## The records
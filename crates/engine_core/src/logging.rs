// crates/engine_core/src/logging.rs

use std::fs::OpenOptions;
use std::io::Write;

use tracing::{error, Level};

/// Name of the append-only file fatal host errors are copied into.
pub const FATAL_LOG: &str = "engine_fatal.log";

/// Install the global `fmt` subscriber. Returns false if one was already set.
pub fn init(max_level: Level) -> bool {
    tracing_subscriber::fmt()
        .with_max_level(max_level)
        .with_target(false)
        .try_init()
        .is_ok()
}

/// Report a fatal error and append it to [`FATAL_LOG`] (best effort).
pub fn fatal(message: &str) {
    error!("{message}");
    if let Ok(mut file) = OpenOptions::new().create(true).append(true).open(FATAL_LOG) {
        let _ = writeln!(file, "{message}");
    }
}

## Try it
Make a word-for-word copy of the records.

## Response to the exercise
filename crates/engine_core/src/logging.rs
// crates/engine_core/src/logging.rs

use std::fs::OpenOptions;
use std::io::Write;

use tracing::{error, Level};

/// Name of the append-only file fatal host errors are copied into.
pub const FATAL_LOG: &str = "engine_fatal.log";

/// Install the global `fmt` subscriber. Returns false if one was already set.
pub fn init(max_level: Level) -> bool {
    tracing_subscriber::fmt()
        .with_max_level(max_level)
        .with_target(false)
        .try_init()
        .is_ok()
}

/// Report a fatal error and append it to [`FATAL_LOG`] (best effort).
pub fn fatal(message: &str) {
    error!("{message}");
    if let Ok(mut file) = OpenOptions::new().create(true).append(true).open(FATAL_LOG) {
        let _ = writeln!(file, "{message}");
    }
}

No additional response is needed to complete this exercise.